Zuhdi Jasser added that America has “a sophisticated whack-a-mole system” of combatting terrorism. These are key assessment recognizing that ultimately we need to target the ideology and develop a system that moves beyond a fear of might trigger ISIS – a running theme for both Khera and German.

Khera along with German were both supported by Senator Dick Durbin who brought up a failed ongoing argument that needs to die: Westboro and the KKK are no more Christian than ISIS is Islamic. A cheap, tired trick, it shows a fundamental lack of knowledge about both Islam and Christianity.

Westboro and KKK are not acting in the footsteps of Jesus. However, ISIS is in many ways following the post-Medina violent warring behavior of its prophet, Muhammad. If we’re to see whether something is Islamic or Christian, we need to look at the verses and the leadership. Christianity did not have a violent Jesus and the teachings of Christ himself do not advocate violence. On the other hand, Islam has a violent version of Muhamad, which however justified in whatever context, is still violent and includes violent rhetoric that justified jihadi and supremacist agendas.

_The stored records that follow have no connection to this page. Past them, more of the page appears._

//! Delivery sink: where normalized push events go.
//!
//! The sink is whatever pushes payloads to connected clients. The store
//! only ever calls [`DeliverySink::emit`]; failures are logged by the caller
//! and never undo store state.

use std::collections::BTreeMap;
use std::sync::atomic::{AtomicBool, Ordering};
use std::sync::{Mutex, PoisonError};
use std::time::Duration;

use async_trait::async_trait;
use serde::Serialize;
use thiserror::Error;
use tokio::sync::{mpsc, Notify};

use parlor_core::{ChannelInfo, ConversationRecord, MessageEntry, UserRecord};

/// The kind of a delivery event, as named on the wire.
#[derive(Debug, Clone, Copy, PartialEq, Eq, Hash)]
pub enum EventKind {
    ChannelMessagesSnapshot,
    DirectMessagesSnapshot,
    SingleMessage,
    SingleDirectMessage,
    AvailableUsersSnapshot,
    PrivateConversationsSnapshot,
    PublicChannelsSnapshot,
}

impl EventKind {
    pub fn as_str(self) -> &'static str {
        match self {
            EventKind::ChannelMessagesSnapshot => "channel-messages-snapshot",
            EventKind::DirectMessagesSnapshot => "direct-messages-snapshot",
            EventKind::SingleMessage => "single-message",
            EventKind::SingleDirectMessage => "single-direct-message",
            EventKind::AvailableUsersSnapshot => "available-users-snapshot",
            EventKind::PrivateConversationsSnapshot => "private-conversations-snapshot",
            EventKind::PublicChannelsSnapshot => "public-channels-snapshot",
        }
    }
}

/// A push event with its payload.
#[derive(Debug, Clone, PartialEq, Eq, Serialize)]
#[serde(tag = "kind", content = "payload")]
pub enum DeliveryEvent {
    /// Every message of a channel, in log order.
    #[serde(rename = "channel-messages-snapshot")]
    ChannelMessages {
        channel: String,
        messages: Vec<MessageEntry>,
    },
    /// Every message of a conversation, in log order.
    #[serde(rename = "direct-messages-snapshot")]
    DirectMessages {
        conversation: String,
        messages: Vec<MessageEntry>,
    },
    /// One message appended locally to a channel.
    #[serde(rename = "single-message")]
    Message {
        channel: String,
        message: MessageEntry,
    },
    /// One message appended locally to a conversation.
    #[serde(rename = "single-direct-message")]
    DirectMessage {
        conversation: String,
        message: MessageEntry,
    },
    #[serde(rename = "available-users-snapshot")]
    AvailableUsers {
        users: BTreeMap<String, UserRecord>,
    },
    #[serde(rename = "private-conversations-snapshot")]
    PrivateConversations {
        conversations: BTreeMap<String, ConversationRecord>,
    },
    /// Keyed channels, by channel name.
    #[serde(rename = "public-channels-snapshot")]
    PublicChannels {
        channels: BTreeMap<String, ChannelInfo>,
    },
}

impl DeliveryEvent {
    pub fn kind(&self) -> EventKind {
        match self {
            DeliveryEvent::ChannelMessages { .. } => EventKind::ChannelMessagesSnapshot,
            DeliveryEvent::DirectMessages { .. } => EventKind::DirectMessagesSnapshot,
            DeliveryEvent::Message { .. } => EventKind::SingleMessage,
            DeliveryEvent::DirectMessage { .. } => EventKind::SingleDirectMessage,
            DeliveryEvent::AvailableUsers { .. } => EventKind::AvailableUsersSnapshot,
            DeliveryEvent::PrivateConversations { .. } => EventKind::PrivateConversationsSnapshot,
            DeliveryEvent::PublicChannels { .. } => EventKind::PublicChannelsSnapshot,
        }
    }
}

/// A delivery failure.
#[derive(Debug, Error)]
#[error("delivery failed: {0}")]
pub struct SinkError(pub String);

/// Consumer of push events.
#[async_trait]
pub trait DeliverySink: Send + Sync {
    async fn emit(&self, event: DeliveryEvent) -> Result<(), SinkError>;
}

/// A sink forwarding events into an unbounded channel.
#[derive(Clone)]
pub struct ChannelSink {
    tx: mpsc::UnboundedSender<DeliveryEvent>,
}

impl ChannelSink {
    pub fn unbounded() -> (Self, mpsc::UnboundedReceiver<DeliveryEvent>) {
        let (tx, rx) = mpsc::unbounded_channel();
        (Self { tx }, rx)
    }
}

#[async_trait]
impl DeliverySink for ChannelSink {
    async fn emit(&self, event: DeliveryEvent) -> Result<(), SinkError> {
        self.tx
            .send(event)
            .map_err(|e| SinkError(format!("receiver dropped: {}", e.0.kind().as_str())))
    }
}

/// A sink that discards everything.
#[derive(Debug, Clone, Copy, Default)]
pub struct NullSink;

#[async_trait]
impl DeliverySink for NullSink {
    async fn emit(&self, _event: DeliveryEvent) -> Result<(), SinkError> {
        Ok(())
    }
}

/// A sink that keeps every event it receives. Used by tests and tools that
/// inspect what a store pushed.
#[derive(Default)]
pub struct RecordingSink {
    events: Mutex<Vec<DeliveryEvent>>,
    notify: Notify,
    failing: AtomicBool,
}

impl RecordingSink {
    pub fn new() -> Self {
        Self::default()
    }

    /// Make every following `emit` fail (after recording nothing).
    pub fn set_failing(&self, failing: bool) {
        self.failing.store(failing, Ordering::Release);
    }

    pub fn events(&self) -> Vec<DeliveryEvent> {
        self.events
            .lock()
            .unwrap_or_else(PoisonError::into_inner)
            .clone()
    }

    /// Remove and return everything recorded so far.
    pub fn take(&self) -> Vec<DeliveryEvent> {
        std::mem::take(&mut *self.events.lock().unwrap_or_else(PoisonError::into_inner))
    }

    pub fn count(&self, kind: EventKind) -> usize {
        self.events
            .lock()
            .unwrap_or_else(PoisonError::into_inner)
            .iter()
            .filter(|e| e.kind() == kind)
            .count()
    }

    /// Wait until at least `n` events of `kind` were recorded.
    ///
    /// Returns false if `timeout` passes first.
    pub async fn wait_for(&self, kind: EventKind, n: usize, timeout: Duration) -> bool {
        let deadline = tokio::time::Instant::now() + timeout;
        loop {
            let notified = self.notify.notified();
            if self.count(kind) >= n {
                return true;
            }
            if tokio::time::timeout_at(deadline, notified).await.is_err() {
                return self.count(kind) >= n;
            }
        }
    }
}

#[async_trait]
impl DeliverySink for RecordingSink {
    async fn emit(&self, event: DeliveryEvent) -> Result<(), SinkError> {
        if self.failing.load(Ordering::Acquire) {
            return Err(SinkError(format!("refused {}", event.kind().as_str())));
        }
        self.events
            .lock()
            .unwrap_or_else(PoisonError::into_inner)
            .push(event);
        self.notify.notify_waiters();
        Ok(())
    }
}

#[cfg(test)]
mod tests {
    use super::*;

    #[test]
    fn test_wire_shape() {
        let event = DeliveryEvent::ChannelMessages {
            channel: "general".into(),
            messages: vec![],
        };
        let json = serde_json::to_value(&event).unwrap();
        assert_eq!(json["kind"], event.kind().as_str());
        assert_eq!(json["payload"]["channel"], "general");
    }

    #[tokio::test]
    async fn test_channel_sink_reports_dropped_receiver() {
        let (sink, rx) = ChannelSink::unbounded();
        drop(rx);
        let result = sink
            .emit(DeliveryEvent::AvailableUsers {
                users: BTreeMap::new(),
            })
            .await;
        assert!(result.is_err());
    }

    #[tokio::test]
    async fn test_recording_sink_wait_for() {
        let sink = std::sync::Arc::new(RecordingSink::new());
        let emitter = std::sync::Arc::clone(&sink);
        tokio::spawn(async move {
            tokio::time::sleep(Duration::from_millis(10)).await;
            emitter
                .emit(DeliveryEvent::PublicChannels {
                    channels: BTreeMap::new(),
                })
                .await
                .unwrap();
        });

        assert!(
            sink.wait_for(EventKind::PublicChannelsSnapshot, 1, Duration::from_secs(1))
                .await
        );
        assert!(
            !sink
                .wait_for(EventKind::SingleMessage, 1, Duration::from_millis(20))
                .await
        );

        sink.set_failing(true);
        assert!(sink.emit(DeliveryEvent::AvailableUsers { users: BTreeMap::new() }).await.is_err());
        assert_eq!(sink.take().len(), 1);
        assert!(sink.events().is_empty());
    }
}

Germans builds on the back and forth highlighting Nazi Germany was defeated in part by criminalizing the ideology, something he feels can’t be done with Islam because the ideology can’t be scrubbed. I would argue we’ve already scrubbed so much: over 900 instances of references to jihad and Islam from official documents in what is a systematic purge of intelligence in a critical war.

Let’s go further still and get to the actual problem: the ideology. We need to do the same to political and violent doctrines in Islam, while supporting alternate voices found in reformers who are well on their way by outrightly challenging the theology or through grassroots efforts calling for modernized adaptations.